GIVEN INFORMATION:
= = =
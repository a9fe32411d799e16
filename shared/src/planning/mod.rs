//! Pure material-planning engine
//!
//! Everything in this module is a function of in-memory snapshots: the
//! backend loads assignments, kits, inventory, vendors and jobs, calls
//! in here, and persists whatever comes back. Shortage aggregation is
//! cheaply re-derivable on every read, so nothing is cached.

pub mod accumulator;
pub mod explosion;
pub mod jobs;
pub mod requirements;
pub mod shortage;

pub use accumulator::{RequirementAccumulator, ShortageEntry};
pub use explosion::{explode, InventoryIndex};
pub use jobs::{source_shortfalls, SourceShortfall};
pub use requirements::{
    aggregate_by_name, dispatch_components_for_kit, requirements_for_kit_instance,
    RequiredMaterial,
};
pub use shortage::{aggregate_shortages, ShortageInputs};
= = =
WHAT THE TASK REQUIRES: Copy out exactly, and only, the lines from the one that contains "Shortage aggregation is" through the last line of the material above.

TASK RESULT:
//! in here, and persists whatever comes back. Shortage aggregation is
//! cheaply re-derivable on every read, so nothing is cached.

pub mod accumulator;
pub mod explosion;
pub mod jobs;
pub mod requirements;
pub mod shortage;

pub use accumulator::{RequirementAccumulator, ShortageEntry};
pub use explosion::{explode, InventoryIndex};
pub use jobs::{source_shortfalls, SourceShortfall};
pub use requirements::{
    aggregate_by_name, dispatch_components_for_kit, requirements_for_kit_instance,
    RequiredMaterial,
};
pub use shortage::{aggregate_shortages, ShortageInputs};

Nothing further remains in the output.